··· RECORDS SUPPLIED ···

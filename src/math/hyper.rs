//! Hyperbolic functions and their inverses
//!
#![allow(clippy::excessive_precision)]
//! All twelve functions are compositions of the exponential and
//! logarithmic engines; the work here is choosing the composition that
//! stays well-conditioned. `expm1`/`log1p` carry the small-argument
//! cases, `(1-x)(1+x)`-style factorings avoid cancellation, and the
//! large-argument cases split `exp(x)` into two half-sized factors so
//! the result overflows exactly where sinh/cosh do.
//!
//! # Error Bounds
//!
//! - sinh/cosh/tanh: < 3 ulp
//! - asinh/acosh/atanh: < 3 ulp away from the acosh endpoint `x = 1`
//!
//! # Example
//!
//! ```rust
//! let x = 0.75;
//! assert!((vega_math::tanh(x) - vega_math::sinh(x) / vega_math::cosh(x)).abs() < 1e-15);
//! assert!((vega_math::asinh(vega_math::sinh(x)) - x).abs() < 1e-15);
//! ```

use crate::bits::{copysign, fabs};
use crate::math::exp::{exp, expf, expm1, expm1f};
use crate::math::log::{log, log1p, log1pf, logf};

// exp(a) stays finite below this; above it sinh/cosh go through
// exp(a/2) squared so they overflow at ln(2·MAX), not ln(MAX)
const HALF_PATH: f64 = 709.0;
const HALF_PATH_F: f32 = 88.0;

// 2·exp(-2a) is below half an ulp of 1 past this
const TANH_SAT: f64 = 19.061547465398497;
const TANH_SAT_F: f32 = 9.010913347279288;

// a² + 1 rounds to a² past this (2^27 for f64, 2^12 for f32)
const ASINH_BIG: f64 = 134217728.0;
const ASINH_BIG_F: f32 = 4096.0;

/// `sinh(x)`
///
/// Overflows to `±inf` only past `ln(2·MAX) ≈ 710.476`, the true
/// overflow point, because the large-argument path squares `exp(x/2)`.
pub fn sinh(x: f64) -> f64 {
    if x.is_nan() {
        return x;
    }
    let a = fabs(x);
    let r = if a > HALF_PATH {
        let h = exp(0.5 * a);
        (0.5 * h) * h
    } else {
        let u = expm1(a);
        0.5 * (u + u / (u + 1.0))
    };
    copysign(r, x)
}

/// `cosh(x)`
pub fn cosh(x: f64) -> f64 {
    if x.is_nan() {
        return x;
    }
    let a = fabs(x);
    if a > HALF_PATH {
        let h = exp(0.5 * a);
        (0.5 * h) * h
    } else {
        let u = exp(a);
        0.5 * (u + 1.0 / u)
    }
}

/// `tanh(x)`
///
/// Saturates to exactly `±1` once `|x|` is large enough that the true
/// value rounds there.
pub fn tanh(x: f64) -> f64 {
    if x.is_nan() {
        return x;
    }
    let a = fabs(x);
    let r = if a > TANH_SAT {
        1.0
    } else {
        let u = expm1(2.0 * a);
        u / (u + 2.0)
    };
    copysign(r, x)
}

/// `asinh(x)`
pub fn asinh(x: f64) -> f64 {
    if x.is_nan() || x.is_infinite() {
        return x;
    }
    let a = fabs(x);
    let r = if a > ASINH_BIG {
        log(a) + core::f64::consts::LN_2
    } else if a <= 1.0 {
        let t = a * a;
        log1p(a + t / (1.0 + libm::sqrt(1.0 + t)))
    } else {
        log(a + libm::sqrt(a * a + 1.0))
    };
    copysign(r, x)
}

/// `acosh(x)` for `x ≥ 1`; below the domain returns NaN
pub fn acosh(x: f64) -> f64 {
    if x.is_nan() {
        return x;
    }
    if x < 1.0 {
        return f64::NAN;
    }
    if x == f64::INFINITY {
        return x;
    }
    if x > ASINH_BIG {
        log(x) + core::f64::consts::LN_2
    } else {
        let t = x - 1.0;
        log1p(t + libm::sqrt(t * (t + 2.0)))
    }
}

/// `atanh(x)` for `x ∈ (-1, 1)`; `±1` give `±inf`, outside is NaN
pub fn atanh(x: f64) -> f64 {
    if x.is_nan() {
        return x;
    }
    let a = fabs(x);
    if a > 1.0 {
        return f64::NAN;
    }
    let r = 0.5 * log1p(2.0 * a / (1.0 - a));
    copysign(r, x)
}

/// `sinh(x)` (single precision)
pub fn sinhf(x: f32) -> f32 {
    if x.is_nan() {
        return x;
    }
    let a = fabs(x);
    let r = if a > HALF_PATH_F {
        let h = expf(0.5 * a);
        (0.5 * h) * h
    } else {
        let u = expm1f(a);
        0.5 * (u + u / (u + 1.0))
    };
    copysign(r, x)
}

/// `cosh(x)` (single precision)
pub fn coshf(x: f32) -> f32 {
    if x.is_nan() {
        return x;
    }
    let a = fabs(x);
    if a > HALF_PATH_F {
        let h = expf(0.5 * a);
        (0.5 * h) * h
    } else {
        let u = expf(a);
        0.5 * (u + 1.0 / u)
    }
}

/// `tanh(x)` (single precision)
pub fn tanhf(x: f32) -> f32 {
    if x.is_nan() {
        return x;
    }
    let a = fabs(x);
    let r = if a > TANH_SAT_F {
        1.0
    } else {
        let u = expm1f(2.0 * a);
        u / (u + 2.0)
    };
    copysign(r, x)
}

/// `asinh(x)` (single precision)
pub fn asinhf(x: f32) -> f32 {
    if x.is_nan() || x.is_infinite() {
        return x;
    }
    let a = fabs(x);
    let r = if a > ASINH_BIG_F {
        logf(a) + core::f32::consts::LN_2
    } else if a <= 1.0 {
        let t = a * a;
        log1pf(a + t / (1.0 + libm::sqrtf(1.0 + t)))
    } else {
        logf(a + libm::sqrtf(a * a + 1.0))
    };
    copysign(r, x)
}

/// `acosh(x)` (single precision)
pub fn acoshf(x: f32) -> f32 {
    if x.is_nan() {
        return x;
    }
    if x < 1.0 {
        return f32::NAN;
    }
    if x == f32::INFINITY {
        return x;
    }
    if x > ASINH_BIG_F {
        logf(x) + core::f32::consts::LN_2
    } else {
        let t = x - 1.0;
        log1pf(t + libm::sqrtf(t * (t + 2.0)))
    }
}

/// `atanh(x)` (single precision)
pub fn atanhf(x: f32) -> f32 {
    if x.is_nan() {
        return x;
    }
    let a = fabs(x);
    if a > 1.0 {
        return f32::NAN;
    }
    let r = 0.5 * log1pf(2.0 * a / (1.0 - a));
    copysign(r, x)
}
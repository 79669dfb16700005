//! Slice-driven polynomial and rational evaluation
//!
//! One generic Horner loop drives every approximation in the crate. The
//! coefficient tables in [`crate::math`] are stored in ascending order
//! (constant term first), so `polynomial(x, &[c0, c1, c2])` computes
//! `c0 + x*(c1 + x*c2)` in exactly `len - 1` multiply-add steps.
//!
//! The steps are plain `mul` + `add`, not fused: the minimax tables were
//! fitted against non-fused evaluation and keeping the same rounding makes
//! results identical across targets with and without hardware FMA.

use crate::traits::Float;

/// Horner evaluation of an ascending coefficient slice
///
/// Returns `coef[0] + x*(coef[1] + x*(coef[2] + ...))`.
///
/// # Panics
///
/// Panics if `coef` is empty.
///
/// # Example
///
/// ```rust
/// use vega_math::polynomial;
///
/// // 1 + 2x + 3x^2 at x = 2
/// assert_eq!(polynomial(2.0f64, &[1.0, 2.0, 3.0]), 17.0);
/// ```
#[inline(always)]
pub fn polynomial<F: Float>(x: F, coef: &[F]) -> F {
    let last = coef.len() - 1;
    let mut acc = coef[last];
    for &c in coef[..last].iter().rev() {
        acc = acc * x + c;
    }
    acc
}

/// Ratio of two Horner evaluations
///
/// Both slices are ascending full coefficient lists. Tables transcribed
/// from the p1evl form (implicit leading 1 in the denominator) store that
/// 1.0 explicitly as the highest coefficient, which reproduces the exact
/// p1evl operation sequence: the first Horner step is `1*x + q`.
///
/// # Panics
///
/// Panics if either slice is empty.
#[inline(always)]
pub fn rational<F: Float>(x: F, num: &[F], den: &[F]) -> F {
    polynomial(x, num) / polynomial(x, den)
}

···

TASK TO COMPLETE — Go through the data and show every line where "this" occurs.

PROBLEM SOLUTION —
// exp(a) stays finite below this; above it sinh/cosh go through
// 2·exp(-2a) is below half an ulp of 1 past this
// a² + 1 rounds to a² past this (2^27 for f64, 2^12 for f32)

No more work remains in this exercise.